Empathy in animals and altruistic behavior give us biological evidence of an evolutionary process of increasing
social and mental complexity converging and giving rise to an innate moral sensibility and capacity to make ethical decisions
for the good of the pack (in the wolf) and of the Earth community (for the human), where self-interest through empathy becomes
synonymous with the interests of others. Altruistic behavior is thus the most enlightened form of selfishness.
There is one human quality that animal studies may never be able to shed comparative, biological and evolutionary
light on, and that is our imagination, animal play notwithstanding. The power of imagination to manifest materially or behaviorally
– ideas ("mnemes", acting culturally like genes) that we mentally conceive – is a power, like our power of dominion,
that demands more of us than the "biophilia" and "conciliation" of Harvard Biologist E. O. Wilson.
As for the neo-Darwinian view of the human species being the supreme, most highly evolved being on Earth,
according to a family friend, Darwin used to write on his hand a daily reminder "not superior." The essence of his evolutionary
theory is more subtle than the fundamentalist vernacular Darwinianism of human superiority and of competition and survival
of the fittest. He drew attention to cooperation and interspecies co-evolution, that contradicts the social Darwinism of the
industrial age that puts humans at the top of an Aristotelian great chain of being; and that interprets evolution as increasing
technological perfection, industrial growth, and scientific progress, even reasoning that genetic engineering is a natural
evolutionary progression for the human species, and that being natural is therefore neither immoral nor unethical.

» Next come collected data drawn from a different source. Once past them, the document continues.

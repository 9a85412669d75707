use crate::error::AppError;
use crate::services::photo_storage::locator_to_path;
use base64::{engine::general_purpose, Engine as _};
use image::{imageops::FilterType, ImageFormat};
use std::io::Cursor;

/// Renders the photo behind `locator` as a JPEG data URL no larger than
/// `max_size` on its longest edge, for the preview `img` on the photo screen
pub fn preview_data_url(locator: &str, max_size: u32) -> Result<String, AppError> {
    let path = locator_to_path(locator)
        .ok_or_else(|| AppError::NotFound(format!("Photo {}", locator)))?;

    let img = image::open(&path)?;
    let img = if img.width() > max_size || img.height() > max_size {
        img.resize(max_size, max_size, FilterType::Triangle)
    } else {
        img
    };

    let mut buffer = Cursor::new(Vec::new());
    img.to_rgb8().write_to(&mut buffer, ImageFormat::Jpeg)?;

    let encoded = general_purpose::STANDARD.encode(buffer.into_inner());
    Ok(format!("data:image/jpeg;base64,{}", encoded))
}

/// Image source for the preview: a data URL when the photo can be read, the
/// raw locator otherwise (the webview may still resolve it)
pub fn preview_source(locator: &str, max_size: u32) -> String {
    if locator.is_empty() {
        return String::new();
    }
    match preview_data_url(locator, max_size) {
        Ok(url) => url,
        Err(e) => {
            log::warn!("No preview for {}: {}", locator, e);
            locator.to_string()
        }
    }
}

/// `preview_source` on the blocking pool. Decoding a full camera JPEG takes
/// far too long for the UI thread.
pub async fn load_preview(locator: String, max_size: u32) -> String {
    if locator.is_empty() {
        return String::new();
    }
    let fallback = locator.clone();
    match tokio::task::spawn_blocking(move || preview_source(&locator, max_size)).await {
        Ok(src) => src,
        Err(e) => {
            log::error!("Preview task aborted: {}", e);
            fallback
        }
    }
}

#[cfg(test)]
mod tests {
    use super::*;

    fn write_test_jpeg(width: u32, height: u32) -> std::path::PathBuf {
        let path = std::env::temp_dir().join(format!("streetreport-{}.jpg", uuid::Uuid::new_v4()));
        let img = image::RgbImage::from_pixel(width, height, image::Rgb([200, 40, 40]));
        img.save_with_format(&path, ImageFormat::Jpeg).unwrap();
        path
    }

    #[test]
    fn test_preview_is_downscaled_data_url() {
        let path = write_test_jpeg(800, 400);
        let url = preview_data_url(&format!("file://{}", path.display()), 100).unwrap();
        assert!(url.starts_with("data:image/jpeg;base64,"));

        let bytes = general_purpose::STANDARD
            .decode(url.trim_start_matches("data:image/jpeg;base64,"))
            .unwrap();
        let decoded = image::load_from_memory(&bytes).unwrap();
        assert_eq!(decoded.width(), 100);
        assert_eq!(decoded.height(), 50);
    }

    #[tokio::test]
    async fn test_load_preview_off_thread() {
        let path = write_test_jpeg(40, 20);
        let url = load_preview(format!("file://{}", path.display()), 512).await;
        assert!(url.starts_with("data:image/jpeg;base64,"));

        assert_eq!(load_preview(String::new(), 512).await, "");
    }

    #[test]
    fn test_preview_source_falls_back_to_locator() {
        assert_eq!(preview_source("", 100), "");
        assert_eq!(
            preview_source("content://media/1", 100),
            "content://media/1"
        );
    }
}
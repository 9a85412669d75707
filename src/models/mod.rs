pub mod draft;

pub use draft::{AttachmentState, Draft};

Darwin’s view of cooperation resonates with Peter Kropotkin’s thesis of mutual aid. He coined
the term anarchy to describe the absence of a ruling species and of a hierarchy in the ecosystem of Russian steppes. The term
holarchy may now be more appropriate considering the negative connotations of anarchism.
The ethos, spirit or nature of animals, is intimately linked ontogenetically and
phylogenetically with their telos, or purpose in being; and with their ecos, the ecosystem environment
in which they have co-evolved with other species in a mutually enhancing, sustainable and regenerative "holarchy" of interdependence.

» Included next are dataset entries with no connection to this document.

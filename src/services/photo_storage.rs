use crate::error::AppError;
use device_camera::{to_file_uri, AcquisitionOutcome, CapabilityProvider, PictureOptions};
use rusqlite::Connection;
use std::path::{Path, PathBuf};
use uuid::Uuid;

/// Filesystem path behind a `file://` locator. Other schemes have no local path.
pub fn locator_to_path(locator: &str) -> Option<PathBuf> {
    if let Some(path) = locator.strip_prefix("file://") {
        Some(PathBuf::from(path))
    } else if locator.starts_with('/') {
        Some(PathBuf::from(locator))
    } else {
        None
    }
}

/// True for file names `persist_photo` hands out: `<uuid>.<ext>`
fn is_stored_photo_name(path: &Path) -> bool {
    let stem_is_uuid = path
        .file_stem()
        .and_then(|s| s.to_str())
        .is_some_and(|s| Uuid::parse_str(s).is_ok());
    stem_is_uuid && path.extension().is_some()
}

/// Copies an acquired picture into `photo_dir` under a UUID file name and
/// returns the new `file://` locator. Camera results live in cache storage the
/// OS may clear at any time. Locators without a local path (`content://`) are
/// owned by the OS and returned as they are.
pub fn persist_photo(locator: &str, photo_dir: &Path) -> Result<String, AppError> {
    let Some(source) = locator_to_path(locator) else {
        log::debug!("Keeping non-file locator {}", locator);
        return Ok(locator.to_string());
    };

    if source.starts_with(photo_dir) {
        return Ok(locator.to_string());
    }

    std::fs::create_dir_all(photo_dir)?;

    let extension = source
        .extension()
        .and_then(|e| e.to_str())
        .map(|e| e.to_ascii_lowercase())
        .unwrap_or_else(|| "jpg".to_string());
    let target = photo_dir.join(format!("{}.{}", Uuid::new_v4(), extension));

    std::fs::copy(&source, &target)?;
    log::info!("Stored photo {:?} as {:?}", source, target);

    Ok(to_file_uri(&target.to_string_lossy()))
}

/// Removes photos stored by `persist_photo` that no draft refers to. Other
/// files in `photo_dir` are left alone. Returns how many were deleted.
pub fn cleanup_orphaned_photos(conn: &Connection, photo_dir: &Path) -> Result<usize, AppError> {
    if !photo_dir.exists() {
        return Ok(0);
    }

    let referenced: Vec<PathBuf> = crate::services::draft_service::referenced_photos(conn)?
        .iter()
        .filter_map(|l| locator_to_path(l))
        .collect();

    let mut removed = 0;
    for entry in std::fs::read_dir(photo_dir)?.filter_map(|e| e.ok()) {
        let path = entry.path();
        if !path.is_file() || !is_stored_photo_name(&path) || referenced.contains(&path) {
            continue;
        }
        match std::fs::remove_file(&path) {
            Ok(()) => removed += 1,
            Err(e) => log::warn!("Could not remove orphaned photo {:?}: {}", path, e),
        }
    }

    if removed > 0 {
        log::info!("Removed {} orphaned photos", removed);
    }
    Ok(removed)
}

/// Wraps a provider so successful acquisitions are moved to permanent storage
/// before anyone sees the locator
pub struct PermanentPhotoProvider<P> {
    inner: P,
    photo_dir: PathBuf,
}

impl<P> PermanentPhotoProvider<P> {
    pub fn new(inner: P, photo_dir: PathBuf) -> Self {
        Self { inner, photo_dir }
    }
}

impl<P: CapabilityProvider> CapabilityProvider for PermanentPhotoProvider<P> {
    async fn acquire(&self, options: &PictureOptions) -> AcquisitionOutcome {
        match self.inner.acquire(options).await {
            AcquisitionOutcome::Success(locator) => match persist_photo(&locator, &self.photo_dir)
            {
                Ok(permanent) => AcquisitionOutcome::Success(permanent),
                Err(e) => {
                    log::error!("Failed to store acquired photo {}: {}", locator, e);
                    AcquisitionOutcome::Failed(e.to_string())
                }
            },
            other => other,
        }
    }
}

#[cfg(test)]
mod tests {
    use super::*;
    use crate::database;
    use crate::models::Draft;
    use crate::services::draft_service::save_draft;
    use device_camera::AcquisitionMode;

    fn temp_dir(name: &str) -> PathBuf {
        let dir = std::env::temp_dir().join(format!("streetreport-{}-{}", name, Uuid::new_v4()));
        std::fs::create_dir_all(&dir).unwrap();
        dir
    }

    struct FixedProvider(AcquisitionOutcome);

    impl CapabilityProvider for FixedProvider {
        async fn acquire(&self, _options: &PictureOptions) -> AcquisitionOutcome {
            self.0.clone()
        }
    }

    #[test]
    fn test_locator_to_path() {
        assert_eq!(
            locator_to_path("file:///tmp/img1.jpg"),
            Some(PathBuf::from("/tmp/img1.jpg"))
        );
        assert_eq!(locator_to_path("/tmp/img1.jpg"), Some(PathBuf::from("/tmp/img1.jpg")));
        assert_eq!(locator_to_path("content://media/1"), None);
    }

    #[test]
    fn test_persist_photo_copies_into_photo_dir() {
        let cache = temp_dir("cache");
        let photos = cache.join("photos");
        let source = cache.join("IMG_0001.JPG");
        std::fs::write(&source, b"jpeg bytes").unwrap();

        let locator = to_file_uri(&source.to_string_lossy());
        let stored = persist_photo(&locator, &photos).unwrap();
        let stored_path = locator_to_path(&stored).unwrap();

        assert!(stored_path.starts_with(&photos));
        assert_eq!(stored_path.extension().unwrap(), "jpg");
        assert_eq!(std::fs::read(&stored_path).unwrap(), b"jpeg bytes");
        assert!(source.exists());
    }

    #[test]
    fn test_persist_photo_keeps_stored_photo() {
        let photos = temp_dir("stored");
        let existing = photos.join("a.jpg");
        std::fs::write(&existing, b"x").unwrap();
        let locator = to_file_uri(&existing.to_string_lossy());

        assert_eq!(persist_photo(&locator, &photos).unwrap(), locator);
    }

    #[test]
    fn test_persist_photo_keeps_content_locator() {
        let photos = temp_dir("content");
        let locator = "content://media/external/images/media/42";
        assert_eq!(persist_photo(locator, &photos).unwrap(), locator);
        assert_eq!(std::fs::read_dir(&photos).unwrap().count(), 0);
    }

    #[test]
    fn test_persist_missing_file_fails() {
        let photos = temp_dir("missing");
        let result = persist_photo("file:///nonexistent/streetreport/img.jpg", &photos);
        assert!(matches!(result, Err(AppError::Filesystem(_))));
    }

    #[test]
    fn test_cleanup_orphaned_photos() {
        let conn = Connection::open_in_memory().unwrap();
        database::schema::init_schema(&conn).unwrap();
        let photos = temp_dir("orphans");

        let kept = photos.join(format!("{}.jpg", Uuid::new_v4()));
        let orphan = photos.join(format!("{}.jpg", Uuid::new_v4()));
        std::fs::write(&kept, b"k").unwrap();
        std::fs::write(&orphan, b"o").unwrap();

        let mut draft = Draft::new();
        draft.file = to_file_uri(&kept.to_string_lossy());
        save_draft(&conn, &draft).unwrap();

        assert_eq!(cleanup_orphaned_photos(&conn, &photos).unwrap(), 1);
        assert!(kept.exists());
        assert!(!orphan.exists());
    }

    #[test]
    fn test_cleanup_leaves_foreign_files() {
        let conn = Connection::open_in_memory().unwrap();
        database::schema::init_schema(&conn).unwrap();
        let photos = temp_dir("foreign");

        let db = photos.join("streetreport.db");
        let camera_roll = photos.join("IMG_20260101_120000.jpg");
        let no_extension = photos.join(Uuid::new_v4().to_string());
        let orphan = photos.join(format!("{}.jpg", Uuid::new_v4()));
        for path in [&db, &camera_roll, &no_extension, &orphan] {
            std::fs::write(path, b"x").unwrap();
        }

        assert_eq!(cleanup_orphaned_photos(&conn, &photos).unwrap(), 1);
        assert!(db.exists());
        assert!(camera_roll.exists());
        assert!(no_extension.exists());
        assert!(!orphan.exists());
    }

    #[tokio::test]
    async fn test_permanent_provider_rewrites_locator() {
        let cache = temp_dir("provider");
        let source = cache.join("capture.jpg");
        std::fs::write(&source, b"img").unwrap();
        let photos = cache.join("photos");

        let provider = PermanentPhotoProvider::new(
            FixedProvider(AcquisitionOutcome::Success(to_file_uri(&source.to_string_lossy()))),
            photos.clone(),
        );
        let outcome = provider
            .acquire(&PictureOptions::for_mode(AcquisitionMode::Capture))
            .await;

        match outcome {
            AcquisitionOutcome::Success(locator) => {
                assert!(locator_to_path(&locator).unwrap().starts_with(&photos));
            }
            other => panic!("unexpected outcome: {:?}", other),
        }
    }

    #[tokio::test]
    async fn test_permanent_provider_keeps_content_success() {
        let locator = "content://media/external/images/media/42".to_string();
        let provider = PermanentPhotoProvider::new(
            FixedProvider(AcquisitionOutcome::Success(locator.clone())),
            temp_dir("content-provider"),
        );
        let outcome = provider
            .acquire(&PictureOptions::for_mode(AcquisitionMode::SelectExisting))
            .await;
        assert_eq!(outcome, AcquisitionOutcome::Success(locator));
    }

    #[tokio::test]
    async fn test_permanent_provider_passes_cancellation_through() {
        let provider = PermanentPhotoProvider::new(
            FixedProvider(AcquisitionOutcome::Cancelled("Camera cancelled.".to_string())),
            temp_dir("cancel"),
        );
        let outcome = provider
            .acquire(&PictureOptions::for_mode(AcquisitionMode::Capture))
            .await;
        assert_eq!(
            outcome,
            AcquisitionOutcome::Cancelled("Camera cancelled.".to_string())
        );
    }
}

The intimate linkages between ethos, telos, and ecos have been disrupted by the domestication
effects on animals’ ethos and telos. The same may be said for the post-gatherer-hunter civilization effects on the human
ethos and telos, of agrarianism, sedentarism, urbanization and industrialization. The profound ecological, environmental,
social and psychological consequences on human species are part of the "price of progress," as some see it,
or of human adaptation and evolution. But all to what end?
The etymology of human implies our origin from humus, invoking humility and humaneness. If we are to
learn anything from animals wild and domestic, it is that we are animals too, affected for better or for worse by what we
have done to the Earth and all who dwell therein. Through the animals we can discern the better attributes of their ethos
that make us human – empathy, compassion, altruism, playfulness, curiosity, adaptability and creativity, attributes
that are so often lacking in society today.
The Jesuit priest and paleontologist Teilhard de Chardin saw evolution as a creative convergence of two axes
– consciousness and complexity – that more recently has been cast in a creative, cosmogenic process by Thomas
Berry, who urges us to see the universe as a communion of subjects and not as a collection of objects.
It calls for the recovery of our animal heritage of empathy and altruism; a redefinition or clarification
of what it means to be human, and the incorporation of bioethics into our daily lives to help restore the linkages –
or sacred connections – between ethos, telos, and the Earth Mother of us all.